Gaffen97 Gaffen, D., D. Rosen, D. Salstein and J. Boyle, 1997:  Evaluation of Tropospheric Water Vapor Simulations from the Atmospheric Model Intercomparison, Journal of Climate, Vol 10,1648-1661.

Simulations of humidity from 28 general circulation models for the period 1979-88 from the Atmospheric Model Intercomparison Project are compared with observations from radiosondes over North America and the globe and with satellite microwave observations over the Pacific basin. The simulations of decadal mean values of precipitable water (W) integrated over each of these regions tend to be less moist than the real atmosphere in all three cases; the median model values are approximately 5% less than the observed values.
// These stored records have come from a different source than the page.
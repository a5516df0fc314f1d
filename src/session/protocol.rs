//! RPC message model and wire framings.
//!
//! Messages keep the editor's RPC shapes:
//!
//! ```text
//! [0, id, method, params]    request      (either direction)
//! [1, id, error, result]     response     (either direction)
//! [2, method, params]        notification (either direction)
//! ```
//!
//! On the wire each message is either a bare MessagePack array (what
//! `nvim --embed` speaks) or one JSON array per line, see [`WireFormat`].
//!
//! `params` is always an array. Payloads stay opaque [`serde_json::Value`]s;
//! interpreting them is the business of the session handler.

// Rust guideline compliant 2026-02

use std::fmt;
use std::io::{self, BufRead};
use std::str::FromStr;

use serde::{Deserialize, Serialize};
use serde_json::{json, Value};

use crate::error::BridgeError;

/// Message type tags (first array element).
pub mod kind {
    /// `[0, id, method, params]`.
    pub const REQUEST: u64 = 0;
    /// `[1, id, error, result]`.
    pub const RESPONSE: u64 = 1;
    /// `[2, method, params]`.
    pub const NOTIFICATION: u64 = 2;
}

/// One RPC message.
#[derive(Debug, Clone, PartialEq)]
pub enum Message {
    /// A call that expects a [`Message::Response`] with the same id.
    Request {
        /// Correlation id, unique per direction.
        id: u64,
        /// Method name.
        method: String,
        /// Positional arguments.
        params: Vec<Value>,
    },
    /// Reply to a request.
    Response {
        /// Id of the request being answered.
        id: u64,
        /// Error payload, `None` on success.
        error: Option<Value>,
        /// Result payload (`null` on error).
        result: Value,
    },
    /// Fire-and-forget event.
    Notification {
        /// Method name (e.g. `redraw`).
        method: String,
        /// Positional arguments.
        params: Vec<Value>,
    },
}

impl Message {
    /// The message as its RPC array.
    pub fn to_value(&self) -> Value {
        match self {
            Self::Request { id, method, params } => json!([kind::REQUEST, id, method, params]),
            Self::Response { id, error, result } => {
                json!([kind::RESPONSE, id, error, result])
            }
            Self::Notification { method, params } => json!([kind::NOTIFICATION, method, params]),
        }
    }

    /// Encode as a single JSON line, including the trailing newline.
    pub fn encode(&self) -> String {
        let mut line = self.to_value().to_string();
        line.push('\n');
        line
    }

    /// Decode one line. Surrounding whitespace is ignored.
    pub fn decode(line: &str) -> Result<Self, BridgeError> {
        let value: Value = serde_json::from_str(line.trim())
            .map_err(|e| BridgeError::Protocol(format!("invalid JSON: {e}")))?;
        Self::from_value(value)
    }

    /// Interpret an RPC array, whatever framing it arrived in.
    pub fn from_value(value: Value) -> Result<Self, BridgeError> {
        let Value::Array(mut parts) = value else {
            return Err(BridgeError::Protocol("message is not an array".to_string()));
        };
        let tag = parts
            .first()
            .and_then(Value::as_u64)
            .ok_or_else(|| BridgeError::Protocol("missing message type".to_string()))?;

        match (tag, parts.len()) {
            (kind::REQUEST, 4) => {
                let params = take_params(&mut parts[3])?;
                Ok(Self::Request {
                    id: id_of(&parts[1])?,
                    method: method_of(&parts[2])?,
                    params,
                })
            }
            (kind::RESPONSE, 4) => {
                let error = match parts[2].take() {
                    Value::Null => None,
                    other => Some(other),
                };
                Ok(Self::Response {
                    id: id_of(&parts[1])?,
                    error,
                    result: parts[3].take(),
                })
            }
            (kind::NOTIFICATION, 3) => {
                let params = take_params(&mut parts[2])?;
                Ok(Self::Notification {
                    method: method_of(&parts[1])?,
                    params,
                })
            }
            (tag, len) => Err(BridgeError::Protocol(format!(
                "unexpected message type {tag} with {len} fields"
            ))),
        }
    }
}

/// Framing of messages on the editor's stdio.
#[derive(Debug, Clone, Copy, Default, PartialEq, Eq, Serialize, Deserialize)]
pub enum WireFormat {
    /// Back-to-back MessagePack arrays.
    #[default]
    #[serde(rename = "msgpack")]
    MessagePack,
    /// One JSON array per line.
    #[serde(rename = "json-lines")]
    JsonLines,
}

impl WireFormat {
    /// Name used in config files and on the command line.
    pub fn as_str(self) -> &'static str {
        match self {
            Self::MessagePack => "msgpack",
            Self::JsonLines => "json-lines",
        }
    }

    /// Bytes to write for `message`.
    pub fn encode(self, message: &Message) -> Result<Vec<u8>, BridgeError> {
        match self {
            Self::MessagePack => rmp_serde::to_vec(&message.to_value())
                .map_err(|e| BridgeError::Protocol(format!("cannot encode message: {e}"))),
            Self::JsonLines => Ok(message.encode().into_bytes()),
        }
    }

    /// Read the next message from `reader`.
    ///
    /// `Ok(None)` is a clean end of stream. An inner error is a frame that
    /// was read whole but is not a valid message; reading may continue.
    /// An outer error means the stream itself is unusable.
    pub fn read<R: BufRead>(
        self,
        reader: &mut R,
    ) -> io::Result<Option<Result<Message, BridgeError>>> {
        match self {
            Self::JsonLines => {
                let mut line = String::new();
                loop {
                    line.clear();
                    if reader.read_line(&mut line)? == 0 {
                        return Ok(None);
                    }
                    if !line.trim().is_empty() {
                        return Ok(Some(Message::decode(&line)));
                    }
                }
            }
            Self::MessagePack => {
                if reader.fill_buf()?.is_empty() {
                    return Ok(None);
                }
                // A bad value leaves the stream position undefined.
                let value = rmp_serde::from_read::<_, Value>(reader)
                    .map_err(|e| io::Error::new(io::ErrorKind::InvalidData, e))?;
                Ok(Some(Message::from_value(value)))
            }
        }
    }
}

impl fmt::Display for WireFormat {
    fn fmt(&self, f: &mut fmt::Formatter<'_>) -> fmt::Result {
        f.write_str(self.as_str())
    }
}

impl FromStr for WireFormat {
    type Err = String;

    fn from_str(s: &str) -> Result<Self, Self::Err> {
        [Self::MessagePack, Self::JsonLines]
            .into_iter()
            .find(|format| format.as_str() == s)
            .ok_or_else(|| format!("unknown wire format '{s}' (expected msgpack or json-lines)"))
    }
}

fn id_of(value: &Value) -> Result<u64, BridgeError> {
    value
        .as_u64()
        .ok_or_else(|| BridgeError::Protocol(format!("invalid message id: {value}")))
}

fn method_of(value: &Value) -> Result<String, BridgeError> {
    value
        .as_str()
        .map(str::to_string)
        .ok_or_else(|| BridgeError::Protocol(format!("invalid method name: {value}")))
}

fn take_params(value: &mut Value) -> Result<Vec<Value>, BridgeError> {
    match value.take() {
        Value::Array(params) => Ok(params),
        other => Err(BridgeError::Protocol(format!("params must be an array, got {other}"))),
    }
}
The spread among the simulations is larger over regions of high terrain, which suggests that differences in methods of resolving topographic features are important. The mean elevation of the North American continent is substantially higher in the models than is observed, which may contribute to the overall dry bias of the models over that area. The authors do not find a clear association between the mean topography of a model and its mean W simulation, however. which suggests that the bias over land is not purely a matter of orography. The seasonal cycle of W is reasonably well simulated by the models, although over North America they have a tendency to become moister more quickly in the spring than is observed. The interannual component of the variability of W is not well captured by the models over North America. Globally, the simulated W values show a signal correlated with the Southern Oscillation index but the observations do not. This discrepancy may be related to deficiencies in the radiosonde network, which does not sample the tropical ocean regions well. Overall, the interannual variability of W, as well as its climatology and mean seasonal cycle, are better described by the median of the 28 simulations than by individual members of the ensemble. Tests to learn whether simulated precipitable water, evaporation, and precipitation values may be related to aspects of model formulation yield few clear signals, although the authors find, for example, a tendency for the few models that predict boundary layer depth to have large values of evaporation and precipitation. Controlled experiments, in which aspects of model architecture are systematically varied within individual models, may be necessary to elucidate whether and how model characteristics influence simulations.